Exercise details: Among the entries below, one line contains "pub enum SelectError" and another contains "#[derive(Serialize, Deserialize, Debug, Clone, PartialEq)]". Transcribe those two lines and every line between them, exactly.

Entries taken from a collection:

· · ·

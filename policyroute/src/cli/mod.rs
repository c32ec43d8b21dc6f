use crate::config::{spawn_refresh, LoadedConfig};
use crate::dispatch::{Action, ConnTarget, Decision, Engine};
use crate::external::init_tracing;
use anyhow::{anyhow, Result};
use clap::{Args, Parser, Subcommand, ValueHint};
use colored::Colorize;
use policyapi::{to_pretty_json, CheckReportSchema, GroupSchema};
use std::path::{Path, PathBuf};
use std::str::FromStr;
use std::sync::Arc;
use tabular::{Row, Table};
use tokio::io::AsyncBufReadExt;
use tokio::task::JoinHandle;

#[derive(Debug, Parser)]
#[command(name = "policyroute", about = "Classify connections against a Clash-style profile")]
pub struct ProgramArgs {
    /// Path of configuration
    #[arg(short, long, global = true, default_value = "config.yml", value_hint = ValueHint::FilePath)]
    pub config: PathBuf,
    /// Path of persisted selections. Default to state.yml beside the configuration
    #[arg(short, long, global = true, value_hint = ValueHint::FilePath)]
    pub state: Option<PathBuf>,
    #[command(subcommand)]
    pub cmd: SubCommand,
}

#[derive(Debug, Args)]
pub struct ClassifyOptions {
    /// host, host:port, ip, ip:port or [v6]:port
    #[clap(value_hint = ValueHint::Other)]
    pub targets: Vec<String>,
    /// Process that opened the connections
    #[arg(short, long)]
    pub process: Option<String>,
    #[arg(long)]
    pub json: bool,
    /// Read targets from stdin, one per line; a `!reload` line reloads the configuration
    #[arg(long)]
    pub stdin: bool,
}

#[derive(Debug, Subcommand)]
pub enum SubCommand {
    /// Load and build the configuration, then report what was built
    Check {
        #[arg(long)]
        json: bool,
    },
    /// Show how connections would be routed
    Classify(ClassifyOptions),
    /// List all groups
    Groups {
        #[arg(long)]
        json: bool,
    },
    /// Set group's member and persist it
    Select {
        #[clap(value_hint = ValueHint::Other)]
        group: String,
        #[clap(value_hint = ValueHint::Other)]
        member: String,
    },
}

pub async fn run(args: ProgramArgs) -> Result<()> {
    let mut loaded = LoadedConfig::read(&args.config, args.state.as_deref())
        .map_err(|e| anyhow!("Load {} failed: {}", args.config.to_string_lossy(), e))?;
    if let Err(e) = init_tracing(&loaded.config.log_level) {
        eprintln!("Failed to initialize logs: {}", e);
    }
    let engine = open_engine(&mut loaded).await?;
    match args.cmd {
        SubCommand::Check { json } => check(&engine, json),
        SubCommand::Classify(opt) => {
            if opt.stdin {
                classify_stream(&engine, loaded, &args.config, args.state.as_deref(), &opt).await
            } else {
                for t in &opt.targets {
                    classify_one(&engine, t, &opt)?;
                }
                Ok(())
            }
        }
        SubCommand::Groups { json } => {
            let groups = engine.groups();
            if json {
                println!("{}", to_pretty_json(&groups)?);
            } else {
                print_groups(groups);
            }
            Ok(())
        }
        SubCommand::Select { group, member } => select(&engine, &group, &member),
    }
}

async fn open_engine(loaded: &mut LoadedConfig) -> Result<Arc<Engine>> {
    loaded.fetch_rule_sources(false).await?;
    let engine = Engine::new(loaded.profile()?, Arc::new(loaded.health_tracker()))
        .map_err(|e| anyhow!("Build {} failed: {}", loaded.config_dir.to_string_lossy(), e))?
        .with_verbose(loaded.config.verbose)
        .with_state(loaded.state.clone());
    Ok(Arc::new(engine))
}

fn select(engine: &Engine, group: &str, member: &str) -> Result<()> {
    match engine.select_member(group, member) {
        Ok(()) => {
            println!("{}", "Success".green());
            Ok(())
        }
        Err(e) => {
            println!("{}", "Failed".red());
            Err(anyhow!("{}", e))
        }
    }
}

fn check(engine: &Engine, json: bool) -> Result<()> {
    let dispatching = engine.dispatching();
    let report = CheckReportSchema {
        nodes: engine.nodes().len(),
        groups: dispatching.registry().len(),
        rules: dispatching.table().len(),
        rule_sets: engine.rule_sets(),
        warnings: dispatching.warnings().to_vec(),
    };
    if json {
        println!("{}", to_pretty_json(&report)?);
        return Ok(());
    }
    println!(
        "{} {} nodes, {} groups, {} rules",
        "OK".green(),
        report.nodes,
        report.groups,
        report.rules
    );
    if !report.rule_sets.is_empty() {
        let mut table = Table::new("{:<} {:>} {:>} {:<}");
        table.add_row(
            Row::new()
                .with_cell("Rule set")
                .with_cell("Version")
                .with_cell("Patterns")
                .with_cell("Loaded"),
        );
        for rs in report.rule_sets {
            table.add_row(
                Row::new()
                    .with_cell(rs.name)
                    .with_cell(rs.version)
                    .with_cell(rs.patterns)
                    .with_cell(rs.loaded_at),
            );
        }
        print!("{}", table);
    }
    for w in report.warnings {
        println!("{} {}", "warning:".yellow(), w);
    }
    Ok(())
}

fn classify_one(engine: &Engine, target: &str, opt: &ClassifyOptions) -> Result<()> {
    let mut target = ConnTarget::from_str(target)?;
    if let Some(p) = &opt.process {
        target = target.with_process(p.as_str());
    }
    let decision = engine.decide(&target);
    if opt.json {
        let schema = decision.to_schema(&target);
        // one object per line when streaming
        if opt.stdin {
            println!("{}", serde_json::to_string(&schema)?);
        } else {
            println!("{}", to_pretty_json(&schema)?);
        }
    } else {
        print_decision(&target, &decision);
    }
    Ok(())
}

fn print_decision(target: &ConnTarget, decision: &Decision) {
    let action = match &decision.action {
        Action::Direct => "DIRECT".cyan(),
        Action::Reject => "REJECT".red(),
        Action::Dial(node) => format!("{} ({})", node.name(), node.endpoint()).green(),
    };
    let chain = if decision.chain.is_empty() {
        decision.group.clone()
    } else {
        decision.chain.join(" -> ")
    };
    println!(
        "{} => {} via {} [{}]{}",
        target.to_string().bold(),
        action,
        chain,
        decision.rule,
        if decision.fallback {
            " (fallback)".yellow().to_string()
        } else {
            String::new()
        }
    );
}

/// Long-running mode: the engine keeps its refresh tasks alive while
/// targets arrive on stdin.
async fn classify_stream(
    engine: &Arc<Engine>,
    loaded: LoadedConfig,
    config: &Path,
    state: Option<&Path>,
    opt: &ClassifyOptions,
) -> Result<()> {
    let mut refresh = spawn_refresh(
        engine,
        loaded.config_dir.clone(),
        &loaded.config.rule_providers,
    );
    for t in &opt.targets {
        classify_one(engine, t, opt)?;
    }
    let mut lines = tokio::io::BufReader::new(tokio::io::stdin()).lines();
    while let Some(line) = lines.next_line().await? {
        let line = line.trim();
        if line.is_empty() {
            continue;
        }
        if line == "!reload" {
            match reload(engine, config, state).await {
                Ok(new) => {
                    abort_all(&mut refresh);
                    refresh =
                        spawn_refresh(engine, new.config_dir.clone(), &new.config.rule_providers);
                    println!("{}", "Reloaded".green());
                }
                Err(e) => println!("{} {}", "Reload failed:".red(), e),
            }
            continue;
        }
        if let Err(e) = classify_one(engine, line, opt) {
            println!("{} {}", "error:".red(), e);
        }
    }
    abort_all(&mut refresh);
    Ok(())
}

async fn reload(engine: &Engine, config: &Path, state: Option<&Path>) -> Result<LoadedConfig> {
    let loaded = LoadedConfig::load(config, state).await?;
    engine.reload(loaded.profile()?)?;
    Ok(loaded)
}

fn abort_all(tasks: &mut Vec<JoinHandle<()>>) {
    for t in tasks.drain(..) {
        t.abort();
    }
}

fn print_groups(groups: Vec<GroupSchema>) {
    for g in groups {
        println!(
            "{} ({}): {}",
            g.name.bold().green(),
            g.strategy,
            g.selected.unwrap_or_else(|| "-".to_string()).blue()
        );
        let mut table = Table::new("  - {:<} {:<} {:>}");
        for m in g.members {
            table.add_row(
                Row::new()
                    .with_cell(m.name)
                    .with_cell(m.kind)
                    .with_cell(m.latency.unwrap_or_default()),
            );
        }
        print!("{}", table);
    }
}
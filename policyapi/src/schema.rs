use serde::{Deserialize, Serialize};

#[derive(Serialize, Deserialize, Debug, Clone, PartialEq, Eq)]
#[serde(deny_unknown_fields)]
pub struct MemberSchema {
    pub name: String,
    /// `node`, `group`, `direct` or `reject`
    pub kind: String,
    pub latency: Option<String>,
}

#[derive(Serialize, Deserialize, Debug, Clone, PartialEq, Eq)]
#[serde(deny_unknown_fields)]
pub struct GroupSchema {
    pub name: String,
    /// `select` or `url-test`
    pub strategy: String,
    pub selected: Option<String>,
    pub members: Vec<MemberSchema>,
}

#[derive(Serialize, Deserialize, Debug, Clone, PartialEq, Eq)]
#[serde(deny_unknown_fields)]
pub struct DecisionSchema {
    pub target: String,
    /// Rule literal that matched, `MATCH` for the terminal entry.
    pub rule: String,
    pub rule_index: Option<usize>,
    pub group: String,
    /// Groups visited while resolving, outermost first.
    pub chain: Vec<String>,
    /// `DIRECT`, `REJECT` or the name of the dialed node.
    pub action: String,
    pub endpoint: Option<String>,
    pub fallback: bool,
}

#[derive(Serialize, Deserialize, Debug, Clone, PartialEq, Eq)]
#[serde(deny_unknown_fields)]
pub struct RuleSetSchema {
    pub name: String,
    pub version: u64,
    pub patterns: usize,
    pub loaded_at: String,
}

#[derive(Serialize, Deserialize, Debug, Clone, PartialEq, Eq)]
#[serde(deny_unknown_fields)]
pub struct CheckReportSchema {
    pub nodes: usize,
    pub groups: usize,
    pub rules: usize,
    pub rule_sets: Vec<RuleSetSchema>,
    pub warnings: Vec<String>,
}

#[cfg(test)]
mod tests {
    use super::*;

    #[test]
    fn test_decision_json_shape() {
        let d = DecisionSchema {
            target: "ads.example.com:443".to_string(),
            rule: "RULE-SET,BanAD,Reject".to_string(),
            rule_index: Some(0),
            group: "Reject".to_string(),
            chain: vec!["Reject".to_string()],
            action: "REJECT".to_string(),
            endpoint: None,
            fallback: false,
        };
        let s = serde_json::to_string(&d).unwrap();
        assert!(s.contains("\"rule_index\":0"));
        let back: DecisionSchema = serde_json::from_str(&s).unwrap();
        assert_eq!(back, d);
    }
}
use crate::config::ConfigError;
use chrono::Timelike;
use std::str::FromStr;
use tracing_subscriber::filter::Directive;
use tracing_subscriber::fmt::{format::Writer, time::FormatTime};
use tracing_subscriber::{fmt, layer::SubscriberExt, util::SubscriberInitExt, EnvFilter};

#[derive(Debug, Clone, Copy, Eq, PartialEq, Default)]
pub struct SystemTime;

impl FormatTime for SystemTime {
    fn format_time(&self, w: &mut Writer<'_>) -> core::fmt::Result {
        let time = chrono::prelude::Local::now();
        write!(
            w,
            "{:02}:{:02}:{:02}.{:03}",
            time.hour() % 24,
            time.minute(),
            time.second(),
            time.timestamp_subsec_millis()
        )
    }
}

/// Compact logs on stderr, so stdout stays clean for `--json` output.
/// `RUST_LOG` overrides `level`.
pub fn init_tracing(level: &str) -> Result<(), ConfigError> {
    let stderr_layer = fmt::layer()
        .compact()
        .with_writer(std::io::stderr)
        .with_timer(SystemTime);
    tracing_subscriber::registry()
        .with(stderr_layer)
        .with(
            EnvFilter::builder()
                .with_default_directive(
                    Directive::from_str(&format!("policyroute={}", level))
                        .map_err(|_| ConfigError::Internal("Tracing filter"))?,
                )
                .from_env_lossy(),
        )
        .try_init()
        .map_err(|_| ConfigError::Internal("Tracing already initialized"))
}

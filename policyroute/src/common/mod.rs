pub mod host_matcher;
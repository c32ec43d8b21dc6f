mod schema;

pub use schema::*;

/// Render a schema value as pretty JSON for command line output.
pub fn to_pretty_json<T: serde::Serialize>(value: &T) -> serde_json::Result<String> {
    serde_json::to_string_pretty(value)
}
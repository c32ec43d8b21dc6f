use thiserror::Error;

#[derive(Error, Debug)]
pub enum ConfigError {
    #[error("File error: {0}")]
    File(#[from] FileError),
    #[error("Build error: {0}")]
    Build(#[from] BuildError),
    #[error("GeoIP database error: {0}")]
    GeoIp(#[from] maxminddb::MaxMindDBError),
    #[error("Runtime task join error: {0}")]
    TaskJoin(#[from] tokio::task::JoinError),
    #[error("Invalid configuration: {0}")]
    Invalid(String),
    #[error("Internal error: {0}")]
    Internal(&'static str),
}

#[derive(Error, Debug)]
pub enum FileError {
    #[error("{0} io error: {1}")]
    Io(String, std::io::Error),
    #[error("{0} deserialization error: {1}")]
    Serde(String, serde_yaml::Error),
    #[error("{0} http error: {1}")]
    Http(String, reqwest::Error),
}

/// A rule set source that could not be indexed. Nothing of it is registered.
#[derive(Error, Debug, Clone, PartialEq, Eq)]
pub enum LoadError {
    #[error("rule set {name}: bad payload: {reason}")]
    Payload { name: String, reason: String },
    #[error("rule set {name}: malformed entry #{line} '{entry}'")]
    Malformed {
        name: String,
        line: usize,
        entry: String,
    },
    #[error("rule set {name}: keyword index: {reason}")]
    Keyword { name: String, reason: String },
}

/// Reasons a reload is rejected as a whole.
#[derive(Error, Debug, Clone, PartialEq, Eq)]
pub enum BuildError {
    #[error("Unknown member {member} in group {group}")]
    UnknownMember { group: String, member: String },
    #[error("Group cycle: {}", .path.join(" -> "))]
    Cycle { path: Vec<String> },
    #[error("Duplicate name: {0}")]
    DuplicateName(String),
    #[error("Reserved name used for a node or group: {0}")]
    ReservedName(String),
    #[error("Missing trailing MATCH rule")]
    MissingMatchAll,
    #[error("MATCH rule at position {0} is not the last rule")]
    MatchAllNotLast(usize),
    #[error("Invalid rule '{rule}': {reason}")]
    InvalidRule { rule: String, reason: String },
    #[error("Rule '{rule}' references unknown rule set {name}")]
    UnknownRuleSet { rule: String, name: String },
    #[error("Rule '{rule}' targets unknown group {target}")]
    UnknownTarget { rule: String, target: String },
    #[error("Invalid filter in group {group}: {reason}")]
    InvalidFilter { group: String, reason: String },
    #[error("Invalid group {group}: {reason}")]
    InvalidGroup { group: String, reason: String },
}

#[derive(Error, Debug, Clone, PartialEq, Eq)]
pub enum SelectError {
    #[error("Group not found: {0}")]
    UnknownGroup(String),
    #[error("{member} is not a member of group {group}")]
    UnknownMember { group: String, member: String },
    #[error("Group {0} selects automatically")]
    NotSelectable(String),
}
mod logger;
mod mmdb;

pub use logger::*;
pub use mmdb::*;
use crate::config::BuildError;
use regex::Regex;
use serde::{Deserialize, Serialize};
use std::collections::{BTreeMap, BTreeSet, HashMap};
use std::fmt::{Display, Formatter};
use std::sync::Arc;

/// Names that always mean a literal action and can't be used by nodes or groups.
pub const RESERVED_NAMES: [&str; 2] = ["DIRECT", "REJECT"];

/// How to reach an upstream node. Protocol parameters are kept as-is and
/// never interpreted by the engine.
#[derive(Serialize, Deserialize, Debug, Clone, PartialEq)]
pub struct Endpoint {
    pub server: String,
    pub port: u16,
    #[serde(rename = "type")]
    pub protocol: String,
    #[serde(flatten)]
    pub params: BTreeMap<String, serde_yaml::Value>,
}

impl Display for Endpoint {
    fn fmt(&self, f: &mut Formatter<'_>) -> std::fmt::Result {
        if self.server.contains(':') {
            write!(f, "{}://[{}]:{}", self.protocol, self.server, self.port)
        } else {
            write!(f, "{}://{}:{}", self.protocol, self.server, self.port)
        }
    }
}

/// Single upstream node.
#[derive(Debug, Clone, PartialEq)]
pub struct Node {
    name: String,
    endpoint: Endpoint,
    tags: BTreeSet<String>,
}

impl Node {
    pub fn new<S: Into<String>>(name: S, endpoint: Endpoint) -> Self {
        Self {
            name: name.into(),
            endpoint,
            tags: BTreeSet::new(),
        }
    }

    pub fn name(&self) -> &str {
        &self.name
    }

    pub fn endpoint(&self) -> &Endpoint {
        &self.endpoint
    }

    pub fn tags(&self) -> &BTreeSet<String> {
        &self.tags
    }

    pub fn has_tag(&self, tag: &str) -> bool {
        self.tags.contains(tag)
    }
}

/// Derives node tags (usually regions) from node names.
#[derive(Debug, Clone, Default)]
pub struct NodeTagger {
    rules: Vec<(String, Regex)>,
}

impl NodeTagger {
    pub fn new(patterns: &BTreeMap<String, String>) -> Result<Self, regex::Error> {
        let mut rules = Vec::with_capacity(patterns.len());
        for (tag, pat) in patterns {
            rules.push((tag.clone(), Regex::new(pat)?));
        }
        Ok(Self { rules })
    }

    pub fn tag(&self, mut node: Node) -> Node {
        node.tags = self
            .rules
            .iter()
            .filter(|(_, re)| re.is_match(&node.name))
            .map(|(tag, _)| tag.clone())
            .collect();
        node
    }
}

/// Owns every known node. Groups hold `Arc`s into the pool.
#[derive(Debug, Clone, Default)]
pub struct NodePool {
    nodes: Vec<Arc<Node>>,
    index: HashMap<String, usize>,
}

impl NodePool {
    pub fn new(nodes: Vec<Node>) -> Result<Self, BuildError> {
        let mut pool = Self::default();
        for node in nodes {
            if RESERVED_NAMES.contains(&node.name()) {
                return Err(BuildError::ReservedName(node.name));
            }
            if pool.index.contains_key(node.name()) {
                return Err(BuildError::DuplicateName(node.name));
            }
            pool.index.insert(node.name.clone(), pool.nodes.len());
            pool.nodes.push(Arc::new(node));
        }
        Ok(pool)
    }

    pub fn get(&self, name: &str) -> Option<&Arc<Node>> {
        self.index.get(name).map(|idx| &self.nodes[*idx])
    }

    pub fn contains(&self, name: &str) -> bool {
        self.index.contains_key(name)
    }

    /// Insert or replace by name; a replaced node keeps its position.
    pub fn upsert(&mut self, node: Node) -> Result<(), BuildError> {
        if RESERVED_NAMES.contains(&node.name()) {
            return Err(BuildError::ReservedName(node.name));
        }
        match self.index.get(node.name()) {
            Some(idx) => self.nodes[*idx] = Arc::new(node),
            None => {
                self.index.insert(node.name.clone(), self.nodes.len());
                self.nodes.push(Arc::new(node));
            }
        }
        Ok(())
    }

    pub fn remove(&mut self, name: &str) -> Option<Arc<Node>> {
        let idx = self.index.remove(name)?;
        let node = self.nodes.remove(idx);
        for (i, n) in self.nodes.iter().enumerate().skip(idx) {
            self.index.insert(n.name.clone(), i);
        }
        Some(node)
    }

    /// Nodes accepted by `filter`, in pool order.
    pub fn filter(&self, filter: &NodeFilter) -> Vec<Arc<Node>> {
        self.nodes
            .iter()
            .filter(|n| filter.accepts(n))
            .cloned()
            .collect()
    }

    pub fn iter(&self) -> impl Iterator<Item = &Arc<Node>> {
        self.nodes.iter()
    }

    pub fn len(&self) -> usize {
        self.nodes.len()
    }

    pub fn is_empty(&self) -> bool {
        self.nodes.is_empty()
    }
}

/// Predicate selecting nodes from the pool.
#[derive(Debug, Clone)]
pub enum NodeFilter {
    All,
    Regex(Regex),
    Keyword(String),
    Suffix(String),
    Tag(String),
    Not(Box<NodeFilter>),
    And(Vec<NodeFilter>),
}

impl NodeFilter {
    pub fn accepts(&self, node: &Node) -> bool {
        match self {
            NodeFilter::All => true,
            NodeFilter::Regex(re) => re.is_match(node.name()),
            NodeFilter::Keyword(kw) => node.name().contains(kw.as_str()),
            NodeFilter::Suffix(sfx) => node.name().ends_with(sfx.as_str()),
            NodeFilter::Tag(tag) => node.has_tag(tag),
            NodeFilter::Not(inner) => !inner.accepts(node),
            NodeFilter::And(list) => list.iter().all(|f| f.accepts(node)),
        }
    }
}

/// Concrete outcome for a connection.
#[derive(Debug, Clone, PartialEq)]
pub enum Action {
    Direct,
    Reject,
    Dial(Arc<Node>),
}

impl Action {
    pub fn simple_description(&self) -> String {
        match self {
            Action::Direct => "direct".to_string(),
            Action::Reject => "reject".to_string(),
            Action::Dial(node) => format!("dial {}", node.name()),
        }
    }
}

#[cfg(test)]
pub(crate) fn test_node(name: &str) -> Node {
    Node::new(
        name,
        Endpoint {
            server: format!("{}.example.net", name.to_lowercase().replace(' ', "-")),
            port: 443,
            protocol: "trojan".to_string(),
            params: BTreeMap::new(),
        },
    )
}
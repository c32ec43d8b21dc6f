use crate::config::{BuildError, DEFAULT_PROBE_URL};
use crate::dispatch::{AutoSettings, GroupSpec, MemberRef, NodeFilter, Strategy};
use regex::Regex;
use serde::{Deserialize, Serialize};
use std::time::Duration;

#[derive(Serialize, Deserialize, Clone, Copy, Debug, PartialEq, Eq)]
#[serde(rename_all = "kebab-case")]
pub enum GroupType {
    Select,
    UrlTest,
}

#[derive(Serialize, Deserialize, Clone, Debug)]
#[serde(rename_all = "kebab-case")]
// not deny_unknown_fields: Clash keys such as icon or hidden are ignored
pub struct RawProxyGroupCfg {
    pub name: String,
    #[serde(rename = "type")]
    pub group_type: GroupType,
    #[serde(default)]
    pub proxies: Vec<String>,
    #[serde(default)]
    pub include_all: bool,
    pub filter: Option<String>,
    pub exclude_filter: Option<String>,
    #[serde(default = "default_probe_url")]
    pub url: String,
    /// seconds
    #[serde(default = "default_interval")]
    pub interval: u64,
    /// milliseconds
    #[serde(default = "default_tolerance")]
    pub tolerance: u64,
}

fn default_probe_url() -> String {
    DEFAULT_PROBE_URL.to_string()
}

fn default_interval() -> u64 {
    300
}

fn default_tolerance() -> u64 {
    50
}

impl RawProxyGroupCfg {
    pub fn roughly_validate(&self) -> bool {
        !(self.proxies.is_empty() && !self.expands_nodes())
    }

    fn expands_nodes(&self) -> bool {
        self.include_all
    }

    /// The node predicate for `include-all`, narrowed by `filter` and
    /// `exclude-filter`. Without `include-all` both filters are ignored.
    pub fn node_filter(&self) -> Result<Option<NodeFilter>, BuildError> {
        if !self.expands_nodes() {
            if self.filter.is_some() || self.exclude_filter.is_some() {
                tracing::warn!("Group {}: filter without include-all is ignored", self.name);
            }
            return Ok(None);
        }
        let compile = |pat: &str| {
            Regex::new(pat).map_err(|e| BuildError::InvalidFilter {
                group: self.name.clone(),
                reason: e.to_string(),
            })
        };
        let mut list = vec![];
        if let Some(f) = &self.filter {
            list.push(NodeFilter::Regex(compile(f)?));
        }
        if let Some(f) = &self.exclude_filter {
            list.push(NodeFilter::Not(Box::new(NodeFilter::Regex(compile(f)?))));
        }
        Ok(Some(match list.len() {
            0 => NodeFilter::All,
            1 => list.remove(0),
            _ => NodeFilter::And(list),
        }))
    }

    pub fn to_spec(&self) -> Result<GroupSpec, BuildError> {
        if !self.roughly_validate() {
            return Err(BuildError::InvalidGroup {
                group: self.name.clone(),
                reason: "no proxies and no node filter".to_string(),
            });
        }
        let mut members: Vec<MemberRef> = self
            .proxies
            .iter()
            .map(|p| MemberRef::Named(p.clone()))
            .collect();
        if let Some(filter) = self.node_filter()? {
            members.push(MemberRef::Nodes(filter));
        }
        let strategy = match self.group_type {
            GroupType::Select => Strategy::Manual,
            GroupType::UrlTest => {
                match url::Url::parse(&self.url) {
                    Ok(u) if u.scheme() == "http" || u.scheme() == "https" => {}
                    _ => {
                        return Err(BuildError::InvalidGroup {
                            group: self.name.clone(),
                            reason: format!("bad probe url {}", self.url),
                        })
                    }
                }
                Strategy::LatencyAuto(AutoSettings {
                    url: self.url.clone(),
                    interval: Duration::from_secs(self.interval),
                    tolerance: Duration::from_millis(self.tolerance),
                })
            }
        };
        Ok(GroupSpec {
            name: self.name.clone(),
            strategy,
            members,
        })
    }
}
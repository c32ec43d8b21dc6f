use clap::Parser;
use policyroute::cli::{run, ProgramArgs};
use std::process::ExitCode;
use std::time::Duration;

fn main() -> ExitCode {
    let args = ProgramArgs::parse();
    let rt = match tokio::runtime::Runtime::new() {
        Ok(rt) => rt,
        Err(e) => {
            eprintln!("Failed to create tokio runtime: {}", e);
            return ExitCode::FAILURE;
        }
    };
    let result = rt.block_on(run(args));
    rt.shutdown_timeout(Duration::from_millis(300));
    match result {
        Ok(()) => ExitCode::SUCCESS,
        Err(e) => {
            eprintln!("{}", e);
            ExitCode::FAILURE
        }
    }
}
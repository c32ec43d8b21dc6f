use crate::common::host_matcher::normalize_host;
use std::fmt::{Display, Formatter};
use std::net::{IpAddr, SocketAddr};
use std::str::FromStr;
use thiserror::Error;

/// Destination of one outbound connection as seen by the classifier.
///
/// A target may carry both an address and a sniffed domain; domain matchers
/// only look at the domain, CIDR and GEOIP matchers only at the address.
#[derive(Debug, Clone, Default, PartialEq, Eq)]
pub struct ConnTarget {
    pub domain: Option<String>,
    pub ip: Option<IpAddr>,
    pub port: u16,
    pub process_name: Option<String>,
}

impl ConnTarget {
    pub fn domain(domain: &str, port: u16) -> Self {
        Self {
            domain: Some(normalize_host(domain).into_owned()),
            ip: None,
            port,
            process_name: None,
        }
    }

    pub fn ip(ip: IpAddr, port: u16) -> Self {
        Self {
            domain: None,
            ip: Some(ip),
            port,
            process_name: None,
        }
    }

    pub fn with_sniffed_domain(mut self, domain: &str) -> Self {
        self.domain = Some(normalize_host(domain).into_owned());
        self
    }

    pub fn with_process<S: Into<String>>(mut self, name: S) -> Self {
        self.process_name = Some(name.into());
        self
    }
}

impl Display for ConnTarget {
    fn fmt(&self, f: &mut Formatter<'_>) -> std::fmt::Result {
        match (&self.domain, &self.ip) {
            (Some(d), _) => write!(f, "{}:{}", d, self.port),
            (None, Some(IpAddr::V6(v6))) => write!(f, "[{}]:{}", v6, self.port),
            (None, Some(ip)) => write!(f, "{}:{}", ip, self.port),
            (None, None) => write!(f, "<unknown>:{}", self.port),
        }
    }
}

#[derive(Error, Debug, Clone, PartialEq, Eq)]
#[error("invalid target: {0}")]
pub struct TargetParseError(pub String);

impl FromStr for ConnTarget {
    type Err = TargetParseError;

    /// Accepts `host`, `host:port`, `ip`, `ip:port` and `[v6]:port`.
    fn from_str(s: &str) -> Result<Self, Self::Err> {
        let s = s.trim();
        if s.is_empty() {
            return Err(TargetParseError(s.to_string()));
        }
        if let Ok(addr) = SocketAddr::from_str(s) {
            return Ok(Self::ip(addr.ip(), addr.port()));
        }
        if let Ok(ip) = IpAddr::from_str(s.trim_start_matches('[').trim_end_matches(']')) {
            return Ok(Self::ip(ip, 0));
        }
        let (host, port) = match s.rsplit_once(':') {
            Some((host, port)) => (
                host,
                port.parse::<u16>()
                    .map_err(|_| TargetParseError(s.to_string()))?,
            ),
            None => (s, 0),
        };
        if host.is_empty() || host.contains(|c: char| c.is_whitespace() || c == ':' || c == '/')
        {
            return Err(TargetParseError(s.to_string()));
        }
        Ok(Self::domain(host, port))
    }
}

· · ·

Exercise result:
pub enum SelectError {
    #[error("Group not found: {0}")]
    UnknownGroup(String),
    #[error("{member} is not a member of group {group}")]
    UnknownMember { group: String, member: String },
    #[error("Group {0} selects automatically")]
    NotSelectable(String),
}
mod logger;
mod mmdb;

pub use logger::*;
pub use mmdb::*;
use crate::config::BuildError;
use regex::Regex;
use serde::{Deserialize, Serialize};
use std::collections::{BTreeMap, BTreeSet, HashMap};
use std::fmt::{Display, Formatter};
use std::sync::Arc;

/// Names that always mean a literal action and can't be used by nodes or groups.
pub const RESERVED_NAMES: [&str; 2] = ["DIRECT", "REJECT"];

/// How to reach an upstream node. Protocol parameters are kept as-is and
/// never interpreted by the engine.
#[derive(Serialize, Deserialize, Debug, Clone, PartialEq)]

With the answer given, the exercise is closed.